7.1.4. Keying Assumptions
Because Security Associations are essentially symmetric, both sides
must in general be authenticated. Because IKE needs to be able to
establish SAs between a broad range of peers with various kinds of
prior relationships, IKE supports a very flexible keying model. Peers
can authenticate via shared keys, digital signatures (typically from
keys vouched for by certificates), or encryption keys.
7.1.5. Identity Protection
Although IKE requires the peers to authenticate to each other, it was
considered desirable by the working group to provide some identity
protection for the communicating peers. In particular, the peers
should be able to hide their identity from passive observers and one
peer should be able to require the author to authenticate before they
self-identity. In this case, the designers chose to make the party
who speaks first (the INITIATOR) identify first.
7.2. Protocol Overview
At a very high level, there are two kinds of IKE handshake:
(1) Those which establish an IKE security association.
(2) Those which establish an AH or ESP security association.

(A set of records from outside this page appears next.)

//! Outbound response assembly and error mapping.
//!
//! # Responsibilities
//! - Turn a dispatched result into exactly one HTTP response
//! - Map fetch and transform failures to 5xx statuses
//!
//! # Design Decisions
//! - HTML responses always carry `text/html; charset=utf-8`
//! - Pass-through responses mirror the upstream content type and force nothing
//! - Error bodies are short plain text; no upstream bytes leak into them

use axum::body::Body;
use axum::http::{header, HeaderValue, StatusCode};
use axum::response::{IntoResponse, Response};
use bytes::Bytes;
use thiserror::Error;

use crate::transform::TransformError;
use crate::upstream::FetchError;

/// Content type of every transformed document.
pub const HTML_CONTENT_TYPE: &str = "text/html; charset=utf-8";

/// How the body of a response was produced.
#[derive(Debug, Clone, Copy, PartialEq, Eq)]
pub enum ResponseKind {
    /// Rewritten and reserialized HTML.
    Html,
    /// Upstream bytes forwarded untouched.
    Passthrough,
}

impl ResponseKind {
    pub fn as_str(self) -> &'static str {
        match self {
            ResponseKind::Html => "html",
            ResponseKind::Passthrough => "passthrough",
        }
    }
}

/// A complete response ready to be written to the client.
#[derive(Debug, Clone)]
pub struct ProxyResponse {
    pub status: StatusCode,
    pub content_type: Option<String>,
    pub body: Bytes,
    pub kind: ResponseKind,
}

impl IntoResponse for ProxyResponse {
    fn into_response(self) -> Response {
        let mut response = Response::new(Body::from(self.body));
        *response.status_mut() = self.status;
        if let Some(value) = self
            .content_type
            .and_then(|ct| HeaderValue::from_str(&ct).ok())
        {
            response.headers_mut().insert(header::CONTENT_TYPE, value);
        }
        response
    }
}

/// Terminal failure of one proxied request.
#[derive(Debug, Error)]
pub enum ProxyError {
    #[error(transparent)]
    Fetch(#[from] FetchError),

    #[error(transparent)]
    Transform(#[from] TransformError),
}

impl ProxyError {
    pub fn status(&self) -> StatusCode {
        match self {
            ProxyError::Fetch(FetchError::Timeout { .. }) => StatusCode::GATEWAY_TIMEOUT,
            ProxyError::Fetch(FetchError::Failed { .. }) => StatusCode::BAD_GATEWAY,
            ProxyError::Transform(_) => StatusCode::INTERNAL_SERVER_ERROR,
        }
    }

    /// Stable label for logs and metrics.
    pub fn kind(&self) -> &'static str {
        match self {
            ProxyError::Fetch(FetchError::Timeout { .. }) => "fetch_timeout",
            ProxyError::Fetch(FetchError::Failed { .. }) => "fetch_failed",
            ProxyError::Transform(TransformError::ParseFailed(_)) => "parse_failed",
            ProxyError::Transform(TransformError::Aborted(_)) => "transform_aborted",
        }
    }

    fn public_message(&self) -> &'static str {
        match self {
            ProxyError::Fetch(FetchError::Timeout { .. }) => "Upstream request timed out",
            ProxyError::Fetch(FetchError::Failed { .. }) => "Upstream request failed",
            ProxyError::Transform(_) => "Upstream document could not be transformed",
        }
    }
}

impl IntoResponse for ProxyError {
    fn into_response(self) -> Response {
        (self.status(), self.public_message()).into_response()
    }
}
//! HTML transform subsystem.
//!
//! # Data Flow
//! ```text
//! HTML text
//!     → parser.rs (html5ever via scraper → DocumentTree arena)
//!     → links.rs (strip origin prefix from <a href>)
//!     → text.rs (mark fixed-length words in eligible text)
//!     → serialize.rs (indented HTML)
//! ```
//!
//! # Design Decisions
//! - The tree is an arena indexed by `NodeId`; parents are indices, not pointers
//! - Node kinds and ignored tags are closed enums
//! - Components are built once from config and shared read-only

pub mod links;
pub mod parser;
pub mod pipeline;
pub mod serialize;
pub mod text;
pub mod tree;

use thiserror::Error;

pub use links::LinkRewriter;
pub use pipeline::{DocumentPipeline, RenderedDocument};
pub use text::TextTagger;
pub use tree::{DocumentTree, NodeId, NodeKind};

/// Errors raised while transforming a document.
#[derive(Debug, Error)]
pub enum TransformError {
    /// No usable tree could be built from the input.
    #[error("HTML parse failed: {0}")]
    ParseFailed(String),

    /// The blocking task running the pipeline panicked or was cancelled.
    #[error("transform task aborted: {0}")]
    Aborted(String),
}
//! Parse → rewrite links → mark words → pretty-print.

use crate::config::TransformConfig;
use crate::transform::links::LinkRewriter;
use crate::transform::parser::parse_document;
use crate::transform::serialize::to_pretty_html;
use crate::transform::text::TextTagger;
use crate::transform::TransformError;

/// Result of running the pipeline over one document.
#[derive(Debug, Clone, PartialEq, Eq)]
pub struct RenderedDocument {
    pub html: String,
    pub links_rewritten: usize,
    pub words_marked: usize,
}

/// The full HTML rewrite applied to every HTML response.
///
/// Built once at startup and shared read-only between requests; each call
/// to [`DocumentPipeline::run`] owns its own tree.
#[derive(Debug, Clone)]
pub struct DocumentPipeline {
    links: LinkRewriter,
    tagger: TextTagger,
    max_depth: usize,
}

impl DocumentPipeline {
    pub fn new(origin: &str, config: &TransformConfig) -> Result<Self, regex::Error> {
        Ok(Self {
            links: LinkRewriter::new(origin),
            tagger: TextTagger::new(config)?,
            max_depth: config.max_nesting_depth,
        })
    }

    pub fn run(&self, html: &str) -> Result<RenderedDocument, TransformError> {
        let mut tree = parse_document(html, self.max_depth)?;
        let links_rewritten = self.links.apply(&mut tree);
        let words_marked = self.tagger.apply(&mut tree);

        tracing::debug!(
            nodes = tree.node_count(),
            links_rewritten,
            words_marked,
            "Document transformed"
        );

        Ok(RenderedDocument {
            html: to_pretty_html(&tree),
            links_rewritten,
            words_marked,
        })
    }
}

#[cfg(test)]
mod tests {
    use super::*;

    fn pipeline() -> DocumentPipeline {
        DocumentPipeline::new("https://habrahabr.ru", &TransformConfig::default()).unwrap()
    }

    #[test]
    fn test_paragraph_scenario() {
        let out = pipeline()
            .run("<html><body><p>banana orange kiwi</p></body></html>")
            .unwrap();
        assert!(out.html.contains("banana™ orange™ kiwi"));
        assert_eq!(out.words_marked, 2);
    }

    #[test]
    fn test_links_and_text_together() {
        let out = pipeline()
            .run(
                r#"<body>
                <a href="https://habrahabr.ru/post/123">Follow</a>
                <a href="https://other.site/x">Leaves</a>
                </body>"#,
            )
            .unwrap();
        assert!(out.html.contains(r#"<a href="/post/123">"#));
        assert!(out.html.contains(r#"<a href="https://other.site/x">"#));
        assert!(out.html.contains("Follow™"));
        assert!(out.html.contains("Leaves™"));
        assert_eq!(out.links_rewritten, 1);
        assert_eq!(out.words_marked, 2);
    }

    #[test]
    fn test_ignored_content_is_untouched() {
        let out = pipeline()
            .run(
                "<html><head><title>Header</title><style>.banana{}</style></head>\
                 <body><pre>result</pre><code>values</code>\
                 <script>var banana = 1;</script><!-- banana --></body></html>",
            )
            .unwrap();
        assert_eq!(out.words_marked, 0);
        assert!(!out.html.contains('™'));
        assert!(out.html.contains("<script>var banana = 1;</script>"));
        assert!(out.html.contains("<!-- banana -->"));
    }

    #[test]
    fn test_nothing_eligible_is_content_equivalent() {
        let source = r#"<html><head></head><body><p>one two</p><a href="/local">go</a></body></html>"#;
        let out = pipeline().run(source).unwrap();
        assert_eq!(out.links_rewritten, 0);
        assert_eq!(out.words_marked, 0);

        let reparsed = parse_document(&out.html, 100).unwrap();
        let texts: Vec<_> = reparsed
            .text_nodes()
            .into_iter()
            .filter_map(|id| reparsed.node(id).as_text())
            .map(str::trim)
            .filter(|t| !t.is_empty())
            .collect();
        assert_eq!(texts, vec!["one two", "go"]);
        let anchor = reparsed.elements_named("a")[0];
        assert_eq!(
            reparsed.node(anchor).as_element().unwrap().attr("href"),
            Some("/local")
        );
    }

    #[test]
    fn test_noscript_markup_is_not_corrupted() {
        let out = pipeline()
            .run(
                r#"<body><noscript><div><img src="https://mc.yandex.ru/watch/24049213"></div></noscript></body>"#,
            )
            .unwrap();
        assert!(!out.html.contains("yandex™"), "{}", out.html);
        assert!(out.html.contains(r#"<img src="https://mc.yandex.ru/watch/24049213"/>"#));
        assert!(out.html.contains("<noscript>\n"));
        assert_eq!(out.words_marked, 0);
    }

    #[test]
    fn test_noscript_text_is_visible_text() {
        let out = pipeline()
            .run("<body><noscript><p>Enable scripts</p></noscript></body>")
            .unwrap();
        assert!(out.html.contains("Enable™ scripts"));
        assert_eq!(out.words_marked, 1);
    }

    #[test]
    fn test_raw_text_containers() {
        let out = pipeline()
            .run(
                r#"<body><iframe><a href="https://yandex.ru/x">inside</a></iframe><noembed><b>yellow</b></noembed><xmp><b>banana</b></xmp></body>"#,
            )
            .unwrap();
        assert!(out.html.contains(r#"<iframe><a href="https://yandex.ru/x">inside</a></iframe>"#));
        assert!(out.html.contains("<noembed><b>yellow</b></noembed>"));
        assert!(out.html.contains("<xmp><b>banana™</b></xmp>"));
        assert_eq!(out.words_marked, 1);
        assert_eq!(out.links_rewritten, 0);
    }

    #[test]
    fn test_svg_round_trip_keeps_namespaced_attributes() {
        let source = r##"<html><head></head><body><svg xmlns:xlink="http://www.w3.org/1999/xlink"><use xlink:href="#icon"></use></svg></body></html>"##;
        let out = pipeline().run(source).unwrap();
        assert!(out.html.contains(r#"<svg xmlns:xlink="http://www.w3.org/1999/xlink">"#));
        assert!(out.html.contains(r##"<use xlink:href="#icon"></use>"##));

        let reparsed = parse_document(&out.html, 100).unwrap();
        let icon = reparsed.elements_named("use")[0];
        assert_eq!(
            reparsed.node(icon).as_element().unwrap().attr("xlink:href"),
            Some("#icon")
        );
    }

    #[test]
    fn test_mathml_text_is_marked() {
        let out = pipeline()
            .run("<body><math><mi>lambda</mi></math></body>")
            .unwrap();
        assert!(out.html.contains("lambda™"));
        assert!(out.html.contains("<math>"));
    }

    #[test]
    fn test_too_deep_document_fails() {
        let config = TransformConfig {
            max_nesting_depth: 10,
            ..TransformConfig::default()
        };
        let pipeline = DocumentPipeline::new("https://habrahabr.ru", &config).unwrap();
        let err = pipeline.run(&"<div>".repeat(20)).unwrap_err();
        assert!(matches!(err, TransformError::ParseFailed(_)));
    }
}
//! Upstream origin access.
//!
//! # Data Flow
//! ```text
//! inbound path (verbatim, query included)
//!     → fetcher.rs (origin + path, bounded GET)
//!     → Content-Type contains "text/html"?
//!         yes → Payload::Html (decoded text)
//!         no  → Payload::Binary (raw bytes)
//!     → UpstreamResponse handed to the dispatcher
//! ```
//!
//! # Design Decisions
//! - No retries; a timeout or transport error ends the request
//! - Upstream status codes are carried, never interpreted
//! - One shared `reqwest::Client` pool for all requests

pub mod fetcher;
pub mod types;

pub use fetcher::{is_html_content_type, Fetcher};
pub use types::{FetchError, FetchResult, Payload, UpstreamResponse};
//! Bounded-time reads from the origin.
//!
//! # Responsibilities
//! - Build `origin + path` and issue a single GET
//! - Enforce the upstream deadline over connect, headers and body
//! - Classify the response as HTML text or opaque bytes

use std::time::Duration;

use axum::http::header;
use reqwest::Client;

use crate::config::UpstreamConfig;
use crate::upstream::types::{FetchError, FetchResult, Payload, UpstreamResponse};

/// Fetches pages from the configured origin.
///
/// Cloning is cheap: the underlying `reqwest::Client` shares its
/// connection pool between clones.
#[derive(Debug, Clone)]
pub struct Fetcher {
    client: Client,
    origin: String,
    timeout: Duration,
}

impl Fetcher {
    /// Build a fetcher with its own connection pool.
    pub fn new(config: &UpstreamConfig) -> Result<Self, reqwest::Error> {
        let timeout = Duration::from_millis(config.timeout_ms);
        let client = Client::builder()
            .timeout(timeout)
            .user_agent(config.user_agent.as_str())
            .build()?;

        Ok(Self::with_client(client, config))
    }

    /// Build a fetcher around an existing client.
    pub fn with_client(client: Client, config: &UpstreamConfig) -> Self {
        Self {
            client,
            origin: config.origin.clone(),
            timeout: Duration::from_millis(config.timeout_ms),
        }
    }

    /// The origin every path is appended to.
    pub fn origin(&self) -> &str {
        &self.origin
    }

    /// Read `origin + path`. `path` is forwarded verbatim, query included.
    pub async fn fetch(&self, path: &str) -> FetchResult<UpstreamResponse> {
        let url = format!("{}{}", self.origin, path);
        tracing::debug!(url = %url, "Fetching upstream");

        // The client deadline already covers the whole exchange; the outer
        // bound also catches a body that trickles in after the headers.
        match tokio::time::timeout(self.timeout, self.read(&url)).await {
            Ok(result) => result,
            Err(_) => Err(FetchError::Timeout {
                url,
                after_ms: self.timeout.as_millis() as u64,
            }),
        }
    }

    async fn read(&self, url: &str) -> FetchResult<UpstreamResponse> {
        let response = self
            .client
            .get(url)
            .send()
            .await
            .map_err(|e| self.classify_error(url, e))?;

        let status = response.status();
        let content_type = response
            .headers()
            .get(header::CONTENT_TYPE)
            .and_then(|v| v.to_str().ok())
            .map(str::to_owned);

        let payload = if content_type.as_deref().is_some_and(is_html_content_type) {
            let text = response
                .text()
                .await
                .map_err(|e| self.classify_error(url, e))?;
            Payload::Html(text)
        } else {
            let bytes = response
                .bytes()
                .await
                .map_err(|e| self.classify_error(url, e))?;
            Payload::Binary(bytes)
        };

        tracing::debug!(
            url = %url,
            status = status.as_u16(),
            html = payload.is_html(),
            bytes = payload.len(),
            "Upstream responded"
        );

        Ok(UpstreamResponse {
            status,
            content_type,
            payload,
        })
    }

    fn classify_error(&self, url: &str, error: reqwest::Error) -> FetchError {
        if error.is_timeout() {
            FetchError::Timeout {
                url: url.to_string(),
                after_ms: self.timeout.as_millis() as u64,
            }
        } else {
            FetchError::Failed {
                url: url.to_string(),
                source: error,
            }
        }
    }
}

/// Whether a `Content-Type` value announces HTML.
pub fn is_html_content_type(value: &str) -> bool {
    value.to_ascii_lowercase().contains("text/html")
}
//! LinkAuditor: the single entry point for auditing one telemetry dump.

use std::sync::Arc;

use chrono::{NaiveDate, Utc};

use linkmind_adapters::VendorRegistry;
use linkmind_core::config::PolicyConfig;
use linkmind_core::errors::{LinkMindError, LinkMindResult};
use linkmind_core::models::{LinkSnapshot, Verdict};
use linkmind_core::traits::ICaseStore;
use linkmind_observability::events;

use crate::escalation::EscalationStateMachine;
use crate::evaluator::OffenseEvaluator;
use crate::outcome::AuditOutcome;

/// Detect → parse → evaluate → escalate.
pub struct LinkAuditor {
    registry: VendorRegistry,
    evaluator: OffenseEvaluator,
    escalation: EscalationStateMachine,
}

impl LinkAuditor {
    pub fn new(registry: VendorRegistry, store: Arc<dyn ICaseStore>, policy: PolicyConfig) -> Self {
        Self {
            escalation: EscalationStateMachine::new(store, &policy),
            evaluator: OffenseEvaluator::new(policy),
            registry,
        }
    }

    /// Auditor with every built-in vendor adapter registered.
    pub fn with_default_vendors(store: Arc<dyn ICaseStore>, policy: PolicyConfig) -> Self {
        Self::new(VendorRegistry::with_defaults(), store, policy)
    }

    pub fn policy(&self) -> &PolicyConfig {
        self.evaluator.policy()
    }

    pub fn registry(&self) -> &VendorRegistry {
        &self.registry
    }

    /// Audit `raw_text` as of today's UTC date.
    pub fn audit_link(&self, raw_text: &str) -> LinkMindResult<AuditOutcome> {
        self.audit_link_on(raw_text, Utc::now().date_naive())
    }

    /// Audit `raw_text` as of `today`.
    pub fn audit_link_on(&self, raw_text: &str, today: NaiveDate) -> LinkMindResult<AuditOutcome> {
        let span = tracing::info_span!("audit_link", link_id = tracing::field::Empty);
        let _entered = span.enter();

        let adapter = self.registry.detect(raw_text).inspect_err(report_unknown)?;
        let snapshot = LinkSnapshot::from_raw(
            adapter.vendor(),
            adapter.parse(raw_text),
            self.policy().safety_margin,
        );
        span.record("link_id", snapshot.id.as_str());

        let verdict = self.evaluator.evaluate(&snapshot);
        tracing::debug!(
            offenses = verdict.offenses().len(),
            total_savings = verdict.total_savings(),
            "verdict reached"
        );

        self.escalation
            .escalate(&snapshot, verdict, adapter.as_ref(), today)
    }

    /// Parse and judge without touching probation state.
    pub fn inspect(&self, raw_text: &str) -> LinkMindResult<(LinkSnapshot, Verdict)> {
        let adapter = self.registry.detect(raw_text).inspect_err(report_unknown)?;
        let snapshot = LinkSnapshot::from_raw(
            adapter.vendor(),
            adapter.parse(raw_text),
            self.policy().safety_margin,
        );
        let verdict = self.evaluator.evaluate(&snapshot);
        Ok((snapshot, verdict))
    }
}

fn report_unknown(err: &LinkMindError) {
    if let LinkMindError::UnknownVendor { signature_hint } = err {
        events::unknown_vendor(signature_hint);
    }
}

When two peers which have never communicated before need to establish
an AH/ESH SA, they must first establish an IKE SA. This allows them
to exchange an arbitrary amount of protected IKE traffic. They can
then use that SA to do a second handshake to establish SAs for AH and
ESP. This process is shown in schematic form below. The notation
E(SA,XXXX) is used to indicate that traffic is encrypted under a
given SA.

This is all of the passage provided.